Dr. Peter Attia Unveils the Go-To Number of Reps and Sets to Get Gains
Muscle hypertrophy is one of the common fitness goals, especially among bodybuilders who aim to become the next mass monster. If the goal was to gain muscle mass and grow bigger, Dr. Peter Attia and Dr. Layne Norton presented the perfect solution for fitness enthusiasts in a YouTube video. This is why Dr. Norton explained some of the key rules to hypertrophy with different forms of sets incorporated in one’s training plan.
He began by taking a sample set of reps in a set, and stated that at least for a stipulated amount of time, the numbers didn’t matter. A fitness enthusiast could perform anywhere between one to thirty reps of any exercise and still experience similar amounts of hypertrophy. The key to optimum training for mass was different.
Variety is the spice of life, and Dr. Norton lives by this advice. The only thing he asks to keep consistent is the ratio of hard reps in between sets.
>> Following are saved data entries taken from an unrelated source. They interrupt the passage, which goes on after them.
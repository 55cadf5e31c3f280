//! Conditionals Phase
//!
//! Collapse the various conditions of conditional ops (if, switch) into a single test
//! expression: a chain of ternaries that yields the slot of the branch to display, or `-1`
//! when no branch matches.

use crate::error::Result;
use crate::output::output_ast::{self as o, Expression};
use crate::template::pipeline::ir::{
    AssignTemporaryExpr, ConditionalOp, ReadTemporaryExpr, SlotLiteralExpr, UpdateOp, XrefId,
};
use crate::template::pipeline::src::compilation::{CompilationJob, XrefAllocator};

pub fn generate_conditional_expressions(job: &mut CompilationJob) -> Result<()> {
    let parts = job.parts_mut();
    for unit in parts.units {
        for op in unit.update.iter_mut() {
            if let UpdateOp::Conditional(conditional) = op {
                process_conditional(conditional, parts.ids);
            }
        }
    }
    Ok(())
}

fn process_conditional(op: &mut ConditionalOp, ids: &mut XrefAllocator) {
    let mut conditions = std::mem::take(&mut op.conditions);

    // Any case with a `None` condition is `default`. If one exists, default to it instead.
    let mut test = match conditions.iter().position(|case| case.expr.is_none()) {
        Some(index) => {
            let default_case = conditions.remove(index);
            slot_literal(default_case.target)
        }
        None => o::literal(-1.0),
    };

    // Switch expressions assign their main test to a temporary, to avoid re-executing it.
    let mut switch_subject = op.test.take();
    let switch_tmp = switch_subject.as_ref().map(|_| ids.allocate());
    let mut alias_tmp: Option<XrefId> = None;

    for (index, case) in conditions.into_iter().enumerate().rev() {
        let Some(case_expr) = case.expr.map(|expr| *expr) else {
            continue;
        };
        let condition = match switch_tmp {
            Some(xref) => {
                // The first case tested (the last one folded) performs the assignment.
                let subject = match (index, switch_subject.take()) {
                    (0, Some(subject)) => Expression::AssignTemporary(AssignTemporaryExpr::new(subject, xref)),
                    _ => Expression::ReadTemporary(ReadTemporaryExpr::new(xref)),
                };
                subject.identical(case_expr)
            }
            None if case.alias.is_some() => {
                // Only one value can be passed into the conditional instruction, so every
                // aliased case stores its result in the same temporary.
                let xref = *alias_tmp.get_or_insert_with(|| ids.allocate());
                op.context_value = Some(Expression::ReadTemporary(ReadTemporaryExpr::new(xref)));
                Expression::AssignTemporary(AssignTemporaryExpr::new(case_expr, xref))
            }
            None => case_expr,
        };
        test = condition.conditional(slot_literal(case.target), Some(test));
    }

    op.processed = Some(test);
}

fn slot_literal(target: XrefId) -> Expression {
    Expression::SlotLiteral(SlotLiteralExpr::new(target))
}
This move then opens up avenues for multiple combinations of exercises and the number of reps and sets one would want to incorporate.
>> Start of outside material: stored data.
/// Transform all `Expression`s in the AST of `stmt` with the `transform` function.
pub fn transform_expressions_in_statement(
    stmt: &mut Statement,
    transform: &mut ExpressionTransform<'_>,
    flags: VisitorContextFlag,
) {
    match stmt {
        Statement::Expression(s) => transform_expression_in_place(&mut s.expr, transform, flags),
        Statement::Return(s) => transform_expression_in_place(&mut s.value, transform, flags),
        Statement::DeclareVar(s) => {
            if let Some(value) = &mut s.value {
                transform_expression_in_place(value, transform, flags);
            }
        }
        Statement::IfStmt(s) => {
            transform_expression_in_place(&mut s.condition, transform, flags);
            for case_stmt in s.true_case.iter_mut().chain(s.false_case.iter_mut()) {
                transform_expressions_in_statement(case_stmt, transform, flags);
            }
        }
        Statement::DeclareFn(s) => {
            for inner in &mut s.statements {
                transform_expressions_in_statement(inner, transform, flags);
            }
        }
    }
}

/// Transform all `Expression`s in `op` with the `transform` function.
pub fn transform_expressions_in_op<O: TransformExpressions + ?Sized>(
    op: &mut O,
    transform: &mut ExpressionTransform<'_>,
    flags: VisitorContextFlag,
) {
    op.transform_expressions(transform, flags);
}

/// Visits all `Expression`s in `op` with the `visitor` function.
pub fn visit_expressions_in_op<O: TransformExpressions + ?Sized>(
    op: &mut O,
    visitor: &mut dyn FnMut(&Expression, VisitorContextFlag),
) {
    op.transform_expressions(
        &mut |expr, flags| {
            visitor(&expr, flags);
            expr
        },
        VisitorContextFlag::NONE,
    );
}

/// Checks whether the given expression is a string literal.
pub fn is_string_literal(expr: &Expression) -> bool {
    matches!(
        expr,
        Expression::Literal(lit) if matches!(lit.value, LiteralValue::String(_))
    )
}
Ideally, the traditional six to fifteen reps have some advantages associated with them. Dr. Norton suggests how fitness enthusiasts often accumulate enough metabolic fatigue and volume while training in that particular rep range. The number of hard reps can also be adjusted accordingly.
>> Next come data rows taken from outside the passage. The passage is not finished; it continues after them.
//! Expand Safe Reads Phase
//!
//! Finds all unresolved safe read expressions and converts them into plain reads guarded by
//! null checks: `a?.b` becomes `(a == null ? null : a.b)`. Safe reads in templates default to
//! `null` instead of `undefined`. Temporaries are introduced where a guard would otherwise be
//! evaluated twice.

use indexmap::IndexSet;

use crate::error::Result;
use crate::output::output_ast::{self as o, Expression};
use crate::template::pipeline::ir::{
    transform_expressions_in_expression, AssignTemporaryExpr, CompatibilityMode, ReadTemporaryExpr,
    SafeTernaryExpr, TransformExpressions, VisitorContextFlag, XrefId,
};
use crate::template::pipeline::src::compilation::{CompilationJob, XrefAllocator};

struct SafeTransformContext<'a> {
    ids: &'a mut XrefAllocator,
    compatibility: CompatibilityMode,
}

pub fn expand_safe_reads(job: &mut CompilationJob) -> Result<()> {
    let compatibility = job.compatibility;
    let parts = job.parts_mut();
    let mut ctx = SafeTransformContext {
        ids: parts.ids,
        compatibility,
    };
    for unit in parts.units {
        for op in unit.create.iter_mut() {
            expand_in_op(op, &mut ctx);
        }
        for op in unit.update.iter_mut() {
            expand_in_op(op, &mut ctx);
        }
    }
    Ok(())
}

fn expand_in_op(op: &mut dyn TransformExpressions, ctx: &mut SafeTransformContext<'_>) {
    op.transform_expressions(&mut |expr, _| safe_transform(expr, ctx), VisitorContextFlag::NONE);
    op.transform_expressions(&mut |expr, _| ternary_transform(expr), VisitorContextFlag::NONE);
}

/// Whether evaluating `expr` twice could observe side effects or be costly.
fn needs_temporary_in_safe_access(expr: &Expression) -> bool {
    match expr {
        Expression::Unary(unary) => needs_temporary_in_safe_access(&unary.expr),
        Expression::BinaryOp(binary) => {
            needs_temporary_in_safe_access(&binary.lhs) || needs_temporary_in_safe_access(&binary.rhs)
        }
        Expression::Conditional(cond) => {
            cond.false_case.as_deref().is_some_and(needs_temporary_in_safe_access)
                || needs_temporary_in_safe_access(&cond.condition)
                || needs_temporary_in_safe_access(&cond.true_case)
        }
        Expression::NotExpr(not) => needs_temporary_in_safe_access(&not.condition),
        Expression::AssignTemporary(assign) => needs_temporary_in_safe_access(&assign.expr),
        Expression::ReadProp(read) => needs_temporary_in_safe_access(&read.receiver),
        Expression::ReadKey(read) => {
            needs_temporary_in_safe_access(&read.receiver) || needs_temporary_in_safe_access(&read.index)
        }
        Expression::Parens(parens) => needs_temporary_in_safe_access(&parens.expr),
        Expression::InvokeFn(_)
        | Expression::LiteralArray(_)
        | Expression::LiteralMap(_)
        | Expression::SafeInvokeFunction(_)
        | Expression::PipeBinding(_) => true,
        _ => false,
    }
}

fn temporaries_in(expr: &Expression) -> IndexSet<XrefId> {
    let mut temporaries = IndexSet::new();
    transform_expressions_in_expression(
        expr.clone(),
        &mut |e, _| {
            if let Expression::AssignTemporary(assign) = &e {
                temporaries.insert(assign.xref);
            }
            e
        },
        VisitorContextFlag::NONE,
    );
    temporaries
}

/// Turns assignments of the given temporaries into reads.
fn eliminate_temporary_assignments(
    expr: Expression,
    temporaries: &IndexSet<XrefId>,
    compatibility: CompatibilityMode,
) -> Expression {
    transform_expressions_in_expression(
        expr,
        &mut |e, _| match e {
            Expression::AssignTemporary(assign) if temporaries.contains(&assign.xref) => {
                let read = Expression::ReadTemporary(ReadTemporaryExpr::new(assign.xref));
                // Compatibility output assigns the temporary to itself.
                if compatibility == CompatibilityMode::TemplateDefinitionBuilder {
                    Expression::AssignTemporary(AssignTemporaryExpr::new(read, assign.xref))
                } else {
                    read
                }
            }
            other => other,
        },
        VisitorContextFlag::NONE,
    )
}

/// A safe ternary guarded by `guard`, with a body built from a second copy of the guard. The
/// guard is stored in a temporary when it must not be evaluated twice.
fn safe_ternary_with_temporary(
    guard: Expression,
    body: impl FnOnce(Expression) -> Expression,
    ctx: &mut SafeTransformContext<'_>,
) -> SafeTernaryExpr {
    let (guard, receiver) = if needs_temporary_in_safe_access(&guard) {
        let xref = ctx.ids.allocate();
        (
            Expression::AssignTemporary(AssignTemporaryExpr::new(guard, xref)),
            Expression::ReadTemporary(ReadTemporaryExpr::new(xref)),
        )
    } else {
        // In `a?.[b?.c()]?.d` the key's temporary assignment would be duplicated into both
        // sides, so the body side reads it instead.
        let temporaries = temporaries_in(&guard);
        let receiver = eliminate_temporary_assignments(guard.clone(), &temporaries, ctx.compatibility);
        (guard, receiver)
    };
    SafeTernaryExpr {
        guard: Box::new(guard),
        expr: Box::new(body(receiver)),
    }
}

/// An access expression split into its receiver and a way to rebuild it on a new receiver.
enum Access {
    Safe(Expression, Box<dyn FnOnce(Expression) -> Expression>),
    Unsafe(Expression, Box<dyn FnOnce(Expression) -> Expression>),
}

fn split_access(expr: Expression) -> Result<Access, Expression> {
    Ok(match expr {
        Expression::SafePropertyRead(read) => {
            let name = read.name;
            Access::Safe(*read.receiver, Box::new(move |r| r.prop(name)))
        }
        Expression::SafeKeyedRead(read) => {
            let index = *read.index;
            Access::Safe(*read.receiver, Box::new(move |r| r.key(index)))
        }
        Expression::SafeInvokeFunction(call) => {
            let args = call.args;
            Access::Safe(*call.receiver, Box::new(move |r| r.call_fn(args, None)))
        }
        Expression::ReadProp(read) => {
            let name = read.name;
            Access::Unsafe(*read.receiver, Box::new(move |r| r.prop(name)))
        }
        Expression::ReadKey(read) => {
            let index = *read.index;
            Access::Unsafe(*read.receiver, Box::new(move |r| r.key(index)))
        }
        Expression::InvokeFn(call) => {
            let (args, source_span, pure) = (call.args, call.source_span, call.pure);
            Access::Unsafe(
                *call.fn_,
                Box::new(move |r| {
                    Expression::InvokeFn(o::InvokeFunctionExpr {
                        fn_: Box::new(r),
                        args,
                        source_span,
                        pure,
                    })
                }),
            )
        }
        other => return Err(other),
    })
}

/// Applies `f` to the body of the innermost safe ternary of a chain.
fn rebuild_deepest(
    ternary: SafeTernaryExpr,
    f: impl FnOnce(Expression) -> SafeTernaryOrExpr,
) -> SafeTernaryExpr {
    let expr = match *ternary.expr {
        Expression::SafeTernary(inner) => Expression::SafeTernary(rebuild_deepest(inner, f)),
        body => f(body).into_expression(),
    };
    SafeTernaryExpr {
        guard: ternary.guard,
        expr: Box::new(expr),
    }
}

enum SafeTernaryOrExpr {
    Ternary(SafeTernaryExpr),
    Expr(Expression),
}

impl SafeTernaryOrExpr {
    fn into_expression(self) -> Expression {
        match self {
            SafeTernaryOrExpr::Ternary(ternary) => Expression::SafeTernary(ternary),
            SafeTernaryOrExpr::Expr(expr) => expr,
        }
    }
}

fn safe_transform(expr: Expression, ctx: &mut SafeTransformContext<'_>) -> Expression {
    let receiver = match &expr {
        Expression::ReadProp(read) => Some(&*read.receiver),
        Expression::ReadKey(read) => Some(&*read.receiver),
        Expression::InvokeFn(call) => Some(&*call.fn_),
        _ => None,
    };
    // Plain accesses only change when they continue an expanded safe chain.
    if receiver.is_some_and(|r| !matches!(r, Expression::SafeTernary(_))) {
        return expr;
    }
    let access = match split_access(expr) {
        Ok(access) => access,
        Err(other) => return other,
    };
    match access {
        // The receiver was already expanded: the access continues the innermost ternary's body.
        Access::Unsafe(Expression::SafeTernary(ternary), rebuild) => {
            Expression::SafeTernary(rebuild_deepest(ternary, |body| SafeTernaryOrExpr::Expr(rebuild(body))))
        }
        Access::Safe(Expression::SafeTernary(ternary), rebuild) => {
            Expression::SafeTernary(rebuild_deepest(ternary, |body| {
                SafeTernaryOrExpr::Ternary(safe_ternary_with_temporary(body, rebuild, ctx))
            }))
        }
        Access::Safe(receiver, rebuild) => Expression::SafeTernary(safe_ternary_with_temporary(receiver, rebuild, ctx)),
        Access::Unsafe(receiver, rebuild) => rebuild(receiver),
    }
}

fn ternary_transform(expr: Expression) -> Expression {
    match expr {
        Expression::SafeTernary(ternary) => Expression::Parens(o::ParenthesizedExpr {
            expr: Box::new(ternary.guard.equals(o::null_expr()).conditional(o::null_expr(), Some(*ternary.expr))),
            source_span: None,
        }),
        other => other,
    }
}

#[cfg(test)]
mod tests {
    use super::*;
    use crate::template::pipeline::ir::SafePropertyReadExpr;

    fn ctx_for(ids: &mut XrefAllocator) -> SafeTransformContext<'_> {
        SafeTransformContext {
            ids,
            compatibility: CompatibilityMode::Full,
        }
    }

    fn safe_prop(receiver: Expression, name: &str) -> Expression {
        Expression::SafePropertyRead(SafePropertyReadExpr {
            receiver: Box::new(receiver),
            name: name.to_string(),
        })
    }

    fn expand(expr: Expression) -> Expression {
        let mut job = CompilationJob::component(
            "Cmp",
            crate::constant_pool::ConstantPool::new(),
            crate::config::PipelineConfig::default(),
        );
        let parts = job.parts_mut();
        let mut ctx = ctx_for(parts.ids);
        let expanded = transform_expressions_in_expression(expr, &mut |e, _| safe_transform(e, &mut ctx), VisitorContextFlag::NONE);
        transform_expressions_in_expression(expanded, &mut |e, _| ternary_transform(e), VisitorContextFlag::NONE)
    }

    fn guarded(guard: Expression, body: Expression) -> Expression {
        Expression::Parens(o::ParenthesizedExpr {
            expr: Box::new(guard.equals(o::null_expr()).conditional(o::null_expr(), Some(body))),
            source_span: None,
        })
    }

    #[test]
    fn safe_property_read_becomes_null_guard() {
        let out = expand(safe_prop(o::variable("a"), "b"));
        assert!(out.is_equivalent(&guarded(o::variable("a"), o::variable("a").prop("b"))));
    }

    #[test]
    fn trailing_plain_reads_join_the_guarded_body() {
        let out = expand(safe_prop(o::variable("a"), "b").prop("c"));
        assert!(out.is_equivalent(&guarded(o::variable("a"), o::variable("a").prop("b").prop("c"))));
    }

    #[test]
    fn calls_in_the_guard_use_a_temporary() {
        let out = expand(safe_prop(o::variable("f").call_fn(vec![], None), "b"));
        let Expression::Parens(parens) = out else { panic!("expected parens") };
        let Expression::Conditional(cond) = *parens.expr else { panic!("expected a conditional") };
        let Expression::BinaryOp(check) = *cond.condition else { panic!("expected a null check") };
        assert!(matches!(*check.lhs, Expression::AssignTemporary(_)));
        assert!(matches!(cond.false_case.as_deref(), Some(Expression::ReadProp(read)) if matches!(*read.receiver, Expression::ReadTemporary(_))));
    }
}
“But really, the research, at least in the short term, and when I say short-term I mean like 12 weeks, we don’t see differences in hypertrophy between anywhere from low reps to up to thirty reps, as long as the number of hard sets are equated.”
However, Dr. Attia and Dr. Norton noted the significant difference recovery periods could make during this training. The more time taken to recover ensures better results in terms of muscle hypertrophy. They highlighted exercise freaks who would perform squats and deadlifts every day and tried analyzing how such people pulled off a strong feat like that.
“I noticed that…not everyday is a crushing set…some of those days it’s a very low volume low intensity that functions effectively as a recovery day.”
Yet, Dr. Norton doesn’t recommend free squatting and deadlifting every day for hypertrophy since it creates a greater recovery debt compared to other exercises. Instead, he recommends a full range of motion and utilizing the long muscle length for workouts. Hypertrophy set aside, strength training becomes crucial when one grows older. But Dr. Attia had an ideal approach for that too.
Dr. Peter Attia recommends strength and agility conditioning for seniors
As one grows older, the human body undergoes several changes and gets weaker. Individuals cannot perform simple tasks like getting up and sitting down on chairs without the help of support. Dr. Peter Attia discussed this with Dr. Mike Joyner on his podcast.
In such cases, the first line of defense is to start exercising, including mobility exercises, early in life. Later on, any circuit and agility training could work wonders on bone and muscle strength. Since injuries post the age of seventy hit harder even upon smaller impacts, it’s important to reinforce our structures.